北国の帝王
1973年/アメリカ
単純明快な男と男の闘い
総合 75点
ストーリー 75点
キャスト 80点
演出 75点
ビジュアル 80点
音楽 75点
アクション映画の名匠、ロバート・アルドリッチ監督が得意とする男と男の意地のぶつかり合いを描いている。大恐慌時代オレゴン州でホーボーと呼ばれる浮浪者たちは移動手段はもっぱら無賃乗車。そのボスA・ナンバーワン(リー・マービン)は「北国の帝王」と呼ばれ一目おかれていた。19号車には無賃乗車を冷酷に排除する車掌シャック(アーネスト・ボーグナイン)がいた。ホーボーたちは帝王が無賃乗車をやり遂げるか?それともシャックが冷酷さを発揮して列車から振り落とすか?賭けを始める始末。

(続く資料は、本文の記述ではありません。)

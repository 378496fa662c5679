use std::sync::atomic::{AtomicU64, Ordering};

/// 缓存计数器
#[derive(Debug, Default)]
pub struct CacheStats {
    hits: AtomicU64,
    misses: AtomicU64,
    writes: AtomicU64,
    invalidations: AtomicU64,
    /// 存储故障次数（降级为未命中或空操作）
    failures: AtomicU64,
    /// 读路径回填时因版本过旧被丢弃的写入
    stale_discards: AtomicU64,
}

#[derive(Debug, Clone, Copy, Default, PartialEq, Eq)]
pub struct CacheStatsSnapshot {
    pub hits: u64,
    pub misses: u64,
    pub writes: u64,
    pub invalidations: u64,
    pub failures: u64,
    pub stale_discards: u64,
}

impl CacheStatsSnapshot {
    /// 命中率，没有读请求时返回 0
    pub fn hit_ratio(&self) -> f64 {
        let total = self.hits + self.misses;
        if total == 0 {
            0.0
        } else {
            self.hits as f64 / total as f64
        }
    }
}

impl CacheStats {
    pub fn record_hit(&self) {
        self.hits.fetch_add(1, Ordering::Relaxed);
    }

    pub fn record_miss(&self) {
        self.misses.fetch_add(1, Ordering::Relaxed);
    }

    pub fn record_write(&self) {
        self.writes.fetch_add(1, Ordering::Relaxed);
    }

    pub fn record_invalidation(&self) {
        self.invalidations.fetch_add(1, Ordering::Relaxed);
    }

    pub fn record_failure(&self) {
        self.failures.fetch_add(1, Ordering::Relaxed);
    }

    pub fn record_stale_discard(&self) {
        self.stale_discards.fetch_add(1, Ordering::Relaxed);
    }

    pub fn snapshot(&self) -> CacheStatsSnapshot {
        CacheStatsSnapshot {
            hits: self.hits.load(Ordering::Relaxed),
            misses: self.misses.load(Ordering::Relaxed),
            writes: self.writes.load(Ordering::Relaxed),
            invalidations: self.invalidations.load(Ordering::Relaxed),
            failures: self.failures.load(Ordering::Relaxed),
            stale_discards: self.stale_discards.load(Ordering::Relaxed),
        }
    }
}

#[cfg(test)]
mod tests {
    use super::*;

    #[test]
    fn test_hit_ratio() {
        let stats = CacheStats::default();
        assert_eq!(stats.snapshot().hit_ratio(), 0.0);
        stats.record_hit();
        stats.record_hit();
        stats.record_hit();
        stats.record_miss();
        assert_eq!(stats.snapshot().hit_ratio(), 0.75);
    }
}
//! 数据访问层模块
//!
//! 实现 domain 层定义的 Repository 接口。每个仓储先查缓存，未命中再经
//! `QueryExecutor` 读库并回填；写入后按命名空间的刷新策略处理缓存

pub mod portfolio_repository;
pub mod schema;
pub mod settings_repository;
pub mod state_repository;
pub mod transaction_repository;
pub mod user_repository;

pub use portfolio_repository::CachedPortfolioRepository;
pub use schema::ensure_schema;
pub use settings_repository::CachedSettingsRepository;
pub use state_repository::CachedStateRepository;
pub use transaction_repository::CachedTransactionRepository;
pub use user_repository::CachedUserRepository;

use serde::de::DeserializeOwned;

use quant_bot_common::{AppError, Result};
use quant_bot_core::database::Row;

/// 解码第一行，没有结果时返回 `None`
pub(crate) fn decode_first<T: DeserializeOwned>(rows: Vec<Row>) -> Result<Option<T>> {
    rows.into_iter().next().map(|row| row.decode()).transpose()
}

/// 解码第一行，没有结果时返回 `NotFound`
pub(crate) fn require_first<T: DeserializeOwned>(
    rows: Vec<Row>,
    what: impl FnOnce() -> String,
) -> Result<T> {
    decode_first(rows)?.ok_or_else(|| AppError::not_found(what()))
}

pub(crate) fn decode_all<T: DeserializeOwned>(rows: Vec<Row>) -> Result<Vec<T>> {
    rows.iter().map(Row::decode).collect()
}
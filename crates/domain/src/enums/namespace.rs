//! 缓存命名空间
//!
//! 每种实体在设计时固定归属一个命名空间，运行期不变：
//! 静态命名空间（user / settings）缓存到显式失效为止，
//! 动态命名空间（portfolio / transactions / state）总是带 TTL

use std::fmt;

use serde::{Deserialize, Serialize};

/// 失效策略
#[derive(Debug, Clone, Copy, PartialEq, Eq, Hash, Serialize, Deserialize)]
pub enum CacheClass {
    /// 事件驱动失效，不设过期时间
    Static,
    /// 按 TTL 过期
    Dynamic,
}

#[derive(Debug, Clone, Copy, PartialEq, Eq, Hash, Serialize, Deserialize)]
pub enum Namespace {
    User,
    Settings,
    Portfolio,
    Transactions,
    State,
}

impl Namespace {
    pub const ALL: [Namespace; 5] = [
        Namespace::User,
        Namespace::Settings,
        Namespace::Portfolio,
        Namespace::Transactions,
        Namespace::State,
    ];

    pub const fn as_str(&self) -> &'static str {
        match self {
            Namespace::User => "user",
            Namespace::Settings => "settings",
            Namespace::Portfolio => "portfolio",
            Namespace::Transactions => "transactions",
            Namespace::State => "state",
        }
    }

    pub const fn class(&self) -> CacheClass {
        match self {
            Namespace::User | Namespace::Settings => CacheClass::Static,
            Namespace::Portfolio | Namespace::Transactions | Namespace::State => {
                CacheClass::Dynamic
            }
        }
    }

    pub const fn is_static(&self) -> bool {
        matches!(self.class(), CacheClass::Static)
    }

    /// 缓存键：`namespace:external_key`
    pub fn key(&self, external_key: impl fmt::Display) -> String {
        format!("{}:{}", self.as_str(), external_key)
    }
}

impl fmt::Display for Namespace {
    fn fmt(&self, f: &mut fmt::Formatter<'_>) -> fmt::Result {
        f.write_str(self.as_str())
    }
}

#[cfg(test)]
mod tests {
    use super::*;
    use std::collections::HashSet;

    #[test]
    fn test_namespaces_never_collide() {
        let names: HashSet<_> = Namespace::ALL.iter().map(|ns| ns.as_str()).collect();
        assert_eq!(names.len(), Namespace::ALL.len());

        // 任何命名空间都不是另一个的前缀，拼出来的键不会串
        for a in Namespace::ALL {
            for b in Namespace::ALL {
                if a != b {
                    assert!(!a.key(42).starts_with(&format!("{}:", b.as_str())));
                }
            }
        }
    }

    #[test]
    fn test_class_assignment() {
        assert_eq!(Namespace::User.class(), CacheClass::Static);
        assert_eq!(Namespace::Settings.class(), CacheClass::Static);
        assert_eq!(Namespace::Portfolio.class(), CacheClass::Dynamic);
        assert_eq!(Namespace::Transactions.class(), CacheClass::Dynamic);
        assert_eq!(Namespace::State.class(), CacheClass::Dynamic);
    }

    #[test]
    fn test_key_format() {
        assert_eq!(Namespace::Settings.key(42), "settings:42");
        assert_eq!(Namespace::Portfolio.key(7), "portfolio:7");
    }
}
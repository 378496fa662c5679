//! 工具函数模块

pub mod text;
pub mod time;

// 重新导出常用函数
pub use text::*;
pub use time::*;
//! 日志初始化

mod setup;

pub use setup::{parse_rotation, setup_logging, LogConfig, LogFormat};
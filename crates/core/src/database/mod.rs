//! 数据库访问：驱动抽象、Postgres 驱动、连接池、查询执行器

pub mod driver;
pub mod executor;
pub mod pool;
pub mod postgres;

// 重新导出
pub use driver::{Connector, Row, SqlValue, StoreConnection};
pub use executor::QueryExecutor;
pub use pool::{ConnectionPool, HealthMonitor, PoolState, PoolStatus, PooledConnection};
pub use postgres::{classify_error, classify_sqlstate, PgConnector};
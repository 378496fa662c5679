//! 交易设置实体

use serde::{Deserialize, Serialize};

use quant_bot_common::{AppError, Result};

use super::Versioned;
use crate::enums::GasPriority;

/// 最大滑点 50%
pub const MAX_SLIPPAGE_BPS: i64 = 5_000;

/// 用户交易设置
///
/// 业务规则:
/// - 滑点以基点表示，范围 0 - 5000
/// - 单笔最大交易金额必须大于 0
#[derive(Debug, Clone, PartialEq, Serialize, Deserialize)]
pub struct Settings {
    pub id: i64,
    pub user_key: i64,
    pub slippage_bps: i64,
    pub max_trade_amount: f64,
    pub auto_buy: bool,
    pub gas_priority: GasPriority,
    pub notifications: bool,
    pub updated_at: i64,
    pub version: i64,
}

impl Versioned for Settings {
    fn version(&self) -> i64 {
        self.version
    }
}

fn validate_slippage(bps: i64) -> Result<()> {
    if !(0..=MAX_SLIPPAGE_BPS).contains(&bps) {
        return Err(AppError::Validation(format!(
            "slippage_bps out of range: {} (allowed 0-{})",
            bps, MAX_SLIPPAGE_BPS
        )));
    }
    Ok(())
}

fn validate_trade_amount(amount: f64) -> Result<()> {
    if !amount.is_finite() || amount <= 0.0 {
        return Err(AppError::Validation(format!(
            "max_trade_amount must be positive: {}",
            amount
        )));
    }
    Ok(())
}

#[derive(Debug, Clone, PartialEq)]
pub struct NewSettings {
    pub user_key: i64,
    pub slippage_bps: i64,
    pub max_trade_amount: f64,
    pub auto_buy: bool,
    pub gas_priority: GasPriority,
    pub notifications: bool,
}

impl NewSettings {
    /// 新用户的默认设置：1% 滑点，关闭自动买入
    pub fn defaults(user_key: i64) -> Self {
        Self {
            user_key,
            slippage_bps: 100,
            max_trade_amount: 1.0,
            auto_buy: false,
            gas_priority: GasPriority::Medium,
            notifications: true,
        }
    }

    pub fn validate(&self) -> Result<()> {
        validate_slippage(self.slippage_bps)?;
        validate_trade_amount(self.max_trade_amount)
    }
}

#[derive(Debug, Clone, Default, PartialEq)]
pub struct SettingsPatch {
    pub slippage_bps: Option<i64>,
    pub max_trade_amount: Option<f64>,
    pub auto_buy: Option<bool>,
    pub gas_priority: Option<GasPriority>,
    pub notifications: Option<bool>,
}

impl SettingsPatch {
    pub fn slippage(bps: i64) -> Self {
        Self {
            slippage_bps: Some(bps),
            ..Self::default()
        }
    }

    pub fn is_empty(&self) -> bool {
        self.slippage_bps.is_none()
            && self.max_trade_amount.is_none()
            && self.auto_buy.is_none()
            && self.gas_priority.is_none()
            && self.notifications.is_none()
    }

    pub fn validate(&self) -> Result<()> {
        if let Some(bps) = self.slippage_bps {
            validate_slippage(bps)?;
        }
        if let Some(amount) = self.max_trade_amount {
            validate_trade_amount(amount)?;
        }
        Ok(())
    }
}

#[cfg(test)]
mod tests {
    use super::*;

    #[test]
    fn test_validation() {
        assert!(NewSettings::defaults(42).validate().is_ok());
        assert!(SettingsPatch::slippage(5).validate().is_ok());
        assert!(matches!(
            SettingsPatch::slippage(-1).validate(),
            Err(AppError::Validation(_))
        ));
        assert!(SettingsPatch::slippage(MAX_SLIPPAGE_BPS + 1).validate().is_err());

        let patch = SettingsPatch {
            max_trade_amount: Some(f64::NAN),
            ..SettingsPatch::default()
        };
        assert!(patch.validate().is_err());
        assert!(SettingsPatch::default().is_empty());
    }
}
//! 会话状态仓储实现

use std::sync::Arc;

use async_trait::async_trait;

use quant_bot_common::utils::now_millis;
use quant_bot_common::{AppError, Result};
use quant_bot_core::database::{QueryExecutor, SqlValue};
use quant_bot_domain::traits::StateRepository;
use quant_bot_domain::{ConversationState, Namespace, NewConversationState, StatePatch};

use super::{decode_first, require_first};
use crate::cache::{CacheCoordinator, RefreshPolicy};

macro_rules! state_columns {
    () => {
        "id, user_key, state, payload, updated_at, version"
    };
}

pub mod sql {
    pub const SELECT_BY_KEY: &str = concat!(
        "SELECT ",
        state_columns!(),
        " FROM conversation_states WHERE user_key = $1"
    );

    pub const INSERT: &str = concat!(
        "INSERT INTO conversation_states (user_key, state, payload, updated_at, version) ",
        "VALUES ($1, $2, $3, $4, 1) RETURNING ",
        state_columns!()
    );

    pub const UPSERT: &str = concat!(
        "INSERT INTO conversation_states (user_key, state, payload, updated_at, version) ",
        "VALUES ($1, $2, $3, $4, 1) ",
        "ON CONFLICT (user_key) DO UPDATE SET state = EXCLUDED.state, payload = EXCLUDED.payload, ",
        "updated_at = EXCLUDED.updated_at, version = conversation_states.version + 1 RETURNING ",
        state_columns!()
    );

    pub const UPDATE: &str = concat!(
        "UPDATE conversation_states SET state = COALESCE($2, state), payload = COALESCE($3, payload), ",
        "updated_at = $4, version = version + 1 WHERE user_key = $1 RETURNING ",
        state_columns!()
    );

    pub const DELETE: &str = "DELETE FROM conversation_states WHERE user_key = $1 RETURNING id";
}

pub struct CachedStateRepository {
    executor: Arc<QueryExecutor>,
    cache: Arc<CacheCoordinator>,
    policy: RefreshPolicy,
}

impl CachedStateRepository {
    pub fn new(executor: Arc<QueryExecutor>, cache: Arc<CacheCoordinator>) -> Self {
        Self {
            executor,
            cache,
            policy: RefreshPolicy::Eager,
        }
    }

    pub fn with_policy(mut self, policy: RefreshPolicy) -> Self {
        self.policy = policy;
        self
    }

    async fn write(&self, sql: &str, new_state: NewConversationState) -> Result<ConversationState> {
        let rows = self
            .executor
            .query_write_once(
                sql,
                &[
                    SqlValue::from(new_state.user_key),
                    SqlValue::from(new_state.state),
                    SqlValue::from(new_state.payload),
                    SqlValue::from(now_millis()),
                ],
            )
            .await?;
        let state: ConversationState =
            require_first(rows, || format!("state {}", new_state.user_key))?;

        self.cache
            .apply_policy(Namespace::State, state.user_key, self.policy)
            .await;
        Ok(state)
    }
}

#[async_trait]
impl StateRepository for CachedStateRepository {
    async fn get(&self, user_key: i64) -> Result<ConversationState> {
        if let Some(state) = self
            .cache
            .get::<ConversationState>(Namespace::State, user_key)
            .await
        {
            return Ok(state);
        }

        let rows = self
            .executor
            .query_retrying(sql::SELECT_BY_KEY, &[SqlValue::from(user_key)])
            .await?;
        let state: ConversationState = decode_first(rows)?
            .ok_or_else(|| AppError::not_found(format!("state {}", user_key)))?;

        self.cache.populate(Namespace::State, user_key, &state).await;
        Ok(state)
    }

    async fn create(&self, new_state: NewConversationState) -> Result<ConversationState> {
        self.write(sql::INSERT, new_state).await
    }

    async fn set(&self, new_state: NewConversationState) -> Result<ConversationState> {
        self.write(sql::UPSERT, new_state).await
    }

    async fn update(&self, user_key: i64, patch: StatePatch) -> Result<ConversationState> {
        let rows = self
            .executor
            .query_write_once(
                sql::UPDATE,
                &[
                    SqlValue::from(user_key),
                    SqlValue::from(patch.state),
                    SqlValue::from(patch.payload),
                    SqlValue::from(now_millis()),
                ],
            )
            .await?;
        let state: ConversationState = require_first(rows, || format!("state {}", user_key))?;

        self.cache
            .apply_policy(Namespace::State, user_key, self.policy)
            .await;
        Ok(state)
    }

    async fn delete(&self, user_key: i64) -> Result<()> {
        let rows = self
            .executor
            .query_write_once(sql::DELETE, &[SqlValue::from(user_key)])
            .await?;
        self.cache.invalidate(Namespace::State, user_key).await;

        if rows.is_empty() {
            return Err(AppError::not_found(format!("state {}", user_key)));
        }
        Ok(())
    }
}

まさに単純明快な男と男の闘いである。これだけではいくら名優2人が死闘を繰り広げても1時間もかからないストーリー。ここで帝王の座を狙う若者シガレット(キース・キャラダイン)が絡んでくるが、硬骨漢R・アルドリッチはそれを枠に押し込め、妥協することなくクライマックスの2人の闘いへと持ってゆく。
大平原を疾走する蒸気機関車と20分のアクションを観るだけで興奮できるようなマニア向き映画である。観ているうちにR・アルドリッチは、岡本喜八監督を連想させA・ボーグナインは佐藤允を思わせた。